У режиссера «Веселых ребят» и «Волги-Волги» Григория Александрова была бурная молодость. Он родился в заводском Екатеринбурге в 1903 году. До Октябрьской революции, с девяти лет, трудился простым рабочим в Театре оперы и балета. Потом в 17 лет стал инструктором Губернского отдела народного образования и работал в том же театре уже куратором. Ходил с длинными волосами и босиком — молодежная мода тех лет.
— Театральные труппы, приезжавшие на гастроли в Екатеринбург, разумеется, не знали инструктора губнаробраза в лицо, и, когда я появлялся с начальственным видом, бурно возмущались: «Почему этот мальчишка, да еще босой, утверждает спектакли?», — писал Григорий Александров в своих мемуарах «Эпоха и кино».
В юности он также боролся с классическими театральными постановками — вместе с товарищами заваливался в зрительный зал и освистывал актеров. Успел он и поруководить фронтовым театром, развлекавшим солдат, боровшихся с Колчаком. Декорации тогда, кстати, делались из металла, чтобы за ними можно было укрыться от обстрела.
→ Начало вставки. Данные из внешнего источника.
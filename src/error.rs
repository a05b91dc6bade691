//! Error types for semaphore-wireguard

use thiserror::Error;

/// Main error type for semaphore-wireguard operations
#[derive(Debug, Error)]
#[non_exhaustive]
pub enum Error {
    /// Configuration parsing or validation error
    #[error("configuration error: {0}")]
    Config(String),

    /// Kubernetes API error
    #[error("kubernetes error: {0}")]
    Kube(#[from] kube::Error),

    /// Kubernetes client construction error
    #[error("client error: {0}")]
    Client(String),

    /// WireGuard device provisioning error (link, address, route or key setup)
    #[error("device error: {0}")]
    Device(String),

    /// Peer reconciliation error
    #[error("sync error: {0}")]
    Sync(String),
}

impl Error {
    /// Create a configuration error with the given message
    pub fn config(msg: impl Into<String>) -> Self {
        Self::Config(msg.into())
    }

    /// Create a client construction error with the given message
    pub fn client(msg: impl Into<String>) -> Self {
        Self::Client(msg.into())
    }

    /// Create a device provisioning error with the given message
    pub fn device(msg: impl Into<String>) -> Self {
        Self::Device(msg.into())
    }

    /// Create a sync error with the given message
    pub fn sync(msg: impl Into<String>) -> Self {
        Self::Sync(msg.into())
    }
}
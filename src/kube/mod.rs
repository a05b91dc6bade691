//! Kubernetes plumbing: client construction, node watching and node
//! annotation patching.

pub mod client;
pub mod node_watcher;
pub mod patch;

pub use client::{client_from_kubeconfig, client_from_token};
pub use node_watcher::{NodeEventHandler, NodeWatcher, WatchEventType};
pub use patch::patch_node_annotations;
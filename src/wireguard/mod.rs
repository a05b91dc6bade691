//! WireGuard device and peer management.
//!
//! [`device`] owns the kernel link lifecycle (create, MTU, addresses, routes).
//! This module holds the peer-facing pieces: building validated peer
//! descriptors, reconciling the kernel peer table against a desired set, and
//! snapshotting live device state for the metrics collector.

use std::collections::HashSet;
use std::net::{SocketAddr, ToSocketAddrs};
use std::time::{Duration, SystemTime};

use ipnet::IpNet;
use wireguard_control::{Backend, Device as WgDevice, DeviceUpdate, InterfaceName, Key, PeerConfigBuilder};

use crate::error::Error;

pub mod device;

pub use device::Device;

/// Keepalive applied to every configured peer, so NAT mappings on either
/// side stay warm.
const PERSISTENT_KEEPALIVE: Duration = Duration::from_secs(25);

/// Validated configuration for a single WireGuard peer.
#[derive(Clone)]
pub struct PeerConfig {
    public_key: Key,
    preshared_key: Option<Key>,
    endpoint: Option<SocketAddr>,
    allowed_ips: Vec<IpNet>,
    persistent_keepalive: Duration,
}

impl PeerConfig {
    /// Build a peer configuration, validating every field.
    ///
    /// The public key is mandatory; the preshared key and endpoint are
    /// optional. The endpoint must resolve to an IPv4 UDP address and every
    /// allowed IP must parse as a network.
    pub fn new(
        public_key: &str,
        preshared_key: &str,
        endpoint: &str,
        allowed_ips: &[String],
    ) -> Result<Self, Error> {
        if public_key.is_empty() {
            return Err(Error::sync("peer public key is empty"));
        }
        let public_key = Key::from_base64(public_key)
            .map_err(|e| Error::sync(format!("cannot parse peer public key: {e}")))?;
        let preshared_key = if preshared_key.is_empty() {
            None
        } else {
            Some(
                Key::from_base64(preshared_key)
                    .map_err(|e| Error::sync(format!("cannot parse preshared key: {e}")))?,
            )
        };
        let endpoint = if endpoint.is_empty() {
            None
        } else {
            let addr = endpoint
                .to_socket_addrs()
                .map_err(|e| Error::sync(format!("cannot resolve endpoint {endpoint:?}: {e}")))?
                .find(SocketAddr::is_ipv4)
                .ok_or_else(|| {
                    Error::sync(format!("endpoint {endpoint:?} has no IPv4 address"))
                })?;
            Some(addr)
        };
        let allowed_ips = allowed_ips
            .iter()
            .map(|cidr| {
                cidr.parse::<IpNet>()
                    .map_err(|e| Error::sync(format!("cannot parse allowed ip {cidr:?}: {e}")))
            })
            .collect::<Result<Vec<_>, _>>()?;
        Ok(Self {
            public_key,
            preshared_key,
            endpoint,
            allowed_ips,
            persistent_keepalive: PERSISTENT_KEEPALIVE,
        })
    }

    /// The peer's public key in base64 form
    pub fn public_key_base64(&self) -> String {
        self.public_key.to_base64()
    }

    /// The peer's resolved endpoint, if any
    pub fn endpoint(&self) -> Option<SocketAddr> {
        self.endpoint
    }

    /// The networks routed to this peer
    pub fn allowed_ips(&self) -> &[IpNet] {
        &self.allowed_ips
    }

    fn to_builder(&self) -> PeerConfigBuilder {
        let mut builder = PeerConfigBuilder::new(&self.public_key)
            .replace_allowed_ips()
            .set_persistent_keepalive_interval(self.persistent_keepalive.as_secs() as u16);
        if let Some(psk) = &self.preshared_key {
            builder = builder.set_preshared_key(psk.clone());
        }
        if let Some(endpoint) = self.endpoint {
            builder = builder.set_endpoint(endpoint);
        }
        for net in &self.allowed_ips {
            builder = builder.add_allowed_ip(net.addr(), net.prefix_len());
        }
        builder
    }
}

/// Replace the device's peer table with the desired set in one update.
///
/// Peers currently on the device but absent from `desired` are marked for
/// removal; every desired peer replaces its allowed IPs so stale routes do
/// not accumulate. The whole update is applied as a single kernel call.
pub fn set_peers(device_name: &str, desired: &[PeerConfig]) -> Result<(), Error> {
    let iface: InterfaceName = device_name
        .parse()
        .map_err(|e| Error::sync(format!("invalid device name {device_name:?}: {e}")))?;
    let device = WgDevice::get(&iface, Backend::Kernel)
        .map_err(|e| Error::sync(format!("cannot read device {device_name}: {e}")))?;

    let desired_keys: HashSet<String> = desired.iter().map(|p| p.public_key.to_base64()).collect();
    let mut update = DeviceUpdate::new();
    for peer in &device.peers {
        if !desired_keys.contains(&peer.config.public_key.to_base64()) {
            update = update.remove_peer_by_key(&peer.config.public_key);
        }
    }
    for peer in desired {
        update = update.add_peer(peer.to_builder());
    }
    update
        .apply(&iface, Backend::Kernel)
        .map_err(|e| Error::sync(format!("cannot configure peers on {device_name}: {e}")))
}

/// Seam between the runner and the kernel peer table.
///
/// The runner only ever replaces the full peer set, so the trait carries a
/// single operation. Tests mock it to exercise the reconciliation logic
/// without a kernel device.
#[cfg_attr(test, mockall::automock)]
#[async_trait::async_trait]
pub trait PeerSync: Send + Sync {
    /// Converge the named device's peer table to exactly `peers`
    async fn set_peers(&self, device_name: &str, peers: Vec<PeerConfig>) -> Result<(), Error>;
}

/// [`PeerSync`] implementation backed by the kernel WireGuard device
pub struct KernelPeerSync;

#[async_trait::async_trait]
impl PeerSync for KernelPeerSync {
    async fn set_peers(&self, device_name: &str, peers: Vec<PeerConfig>) -> Result<(), Error> {
        let name = device_name.to_string();
        tokio::task::spawn_blocking(move || set_peers(&name, &peers))
            .await
            .map_err(|e| Error::sync(format!("peer sync task failed: {e}")))?
    }
}

/// Point-in-time peer state read from a device
#[derive(Clone, Debug, Default)]
pub struct PeerSnapshot {
    /// Peer public key, base64
    pub public_key: String,
    /// Configured endpoint, if any
    pub endpoint: Option<SocketAddr>,
    /// Allowed IP networks in CIDR notation
    pub allowed_ips: Vec<String>,
    /// Bytes received from the peer
    pub receive_bytes: u64,
    /// Bytes transmitted to the peer
    pub transmit_bytes: u64,
    /// Completion time of the most recent handshake
    pub last_handshake: Option<SystemTime>,
}

/// Point-in-time device state used by the metrics collector
#[derive(Clone, Debug, Default)]
pub struct DeviceSnapshot {
    /// Device (interface) name
    pub name: String,
    /// Device public key, base64
    pub public_key: String,
    /// Current peer table
    pub peers: Vec<PeerSnapshot>,
}

/// Read the live state of a kernel device
pub fn device_snapshot(device_name: &str) -> Result<DeviceSnapshot, Error> {
    let iface: InterfaceName = device_name
        .parse()
        .map_err(|e| Error::device(format!("invalid device name {device_name:?}: {e}")))?;
    let device = WgDevice::get(&iface, Backend::Kernel)
        .map_err(|e| Error::device(format!("cannot read device {device_name}: {e}")))?;
    Ok(DeviceSnapshot {
        name: device.name.as_str_lossy().into_owned(),
        public_key: device
            .public_key
            .map(|k| k.to_base64())
            .unwrap_or_default(),
        peers: device
            .peers
            .iter()
            .map(|p| PeerSnapshot {
                public_key: p.config.public_key.to_base64(),
                endpoint: p.config.endpoint,
                allowed_ips: p
                    .config
                    .allowed_ips
                    .iter()
                    .map(|ip| format!("{}/{}", ip.address, ip.cidr))
                    .collect(),
                receive_bytes: p.stats.rx_bytes,
                transmit_bytes: p.stats.tx_bytes,
                last_handshake: p.stats.last_handshake_time,
            })
            .collect(),
    })
}

/// Validate a Linux network interface name: 1-16 characters, no spaces, no
/// `/`.
pub fn verify_interface_name(name: &str) -> Result<(), Error> {
    if name.is_empty() || name.len() > 16 {
        return Err(Error::config(
            "interface name length must be between 1 and 16 characters",
        ));
    }
    if name.contains(' ') {
        return Err(Error::config("interface name cannot contain spaces"));
    }
    if name.contains('/') {
        return Err(Error::config("interface name cannot contain '/' character"));
    }
    Ok(())
}

#[cfg(test)]
mod tests {
    use super::*;

    const VALID_PUBLIC_KEY: &str = "NkEtSA6GosX40iZFNe9+byAkXweYKvQe3utnFYkQ+00=";

    #[test]
    fn peer_config_rejects_empty_public_key() {
        assert!(PeerConfig::new("", "", "", &[]).is_err());
    }

    #[test]
    fn peer_config_rejects_invalid_public_key() {
        assert!(PeerConfig::new("foobar", "", "", &[]).is_err());
    }

    #[test]
    fn peer_config_rejects_invalid_allowed_ips() {
        assert!(PeerConfig::new(VALID_PUBLIC_KEY, "", "", &["".to_string()]).is_err());
    }

    #[test]
    fn peer_config_rejects_invalid_preshared_key() {
        let allowed = vec!["1.1.1.1/32".to_string()];
        assert!(PeerConfig::new(VALID_PUBLIC_KEY, "foo", "", &allowed).is_err());
    }

    #[test]
    fn peer_config_rejects_invalid_endpoint() {
        let allowed = vec!["1.1.1.1/32".to_string()];
        assert!(PeerConfig::new(VALID_PUBLIC_KEY, VALID_PUBLIC_KEY, "foo", &allowed).is_err());
    }

    #[test]
    fn peer_config_builds_with_valid_input() {
        let allowed = vec!["1.1.1.1/32".to_string()];
        let peer = PeerConfig::new(VALID_PUBLIC_KEY, VALID_PUBLIC_KEY, "1.1.1.1:1111", &allowed)
            .expect("valid peer config");
        assert_eq!(peer.public_key_base64(), VALID_PUBLIC_KEY);
        assert_eq!(peer.endpoint().unwrap().to_string(), "1.1.1.1:1111");
        assert_eq!(peer.allowed_ips().len(), 1);
        assert_eq!(peer.persistent_keepalive, Duration::from_secs(25));
    }

    #[test]
    fn interface_name_boundaries() {
        assert!(verify_interface_name("").is_err());
        assert!(verify_interface_name("a-name-longer-than-sixteen").is_err());
        assert!(verify_interface_name("01234567890123456").is_err());
        assert!(verify_interface_name("a b").is_err());
        assert!(verify_interface_name("a/b").is_err());
        assert!(verify_interface_name("wireguard.foo").is_ok());
        assert!(verify_interface_name("0123456789012345").is_ok());
    }
}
Но в 1921 году Григорий Александров решил, что пора строить карьеру по-крупному и поехал в Москву учиться на режиссера. Как образцового культработника его направил туда Политотдел 3-й армии. В дорогу ему дали трофейную шинель, командирскую шапку и сапоги, а еще котомку соли. В голодные годы Гражданской войны она была вместо денег.
Трудно было тогда и с топливом для паровоза, который вез будущего режиссера в Москву. Всякий раз, как состав останавливался, ему и другим пассажирам приходилось идти в лес за дровами.
ЧАРЛИ ЧАПЛИН ПОВЕЛ КУПАТЬСЯ К АКУЛАМ.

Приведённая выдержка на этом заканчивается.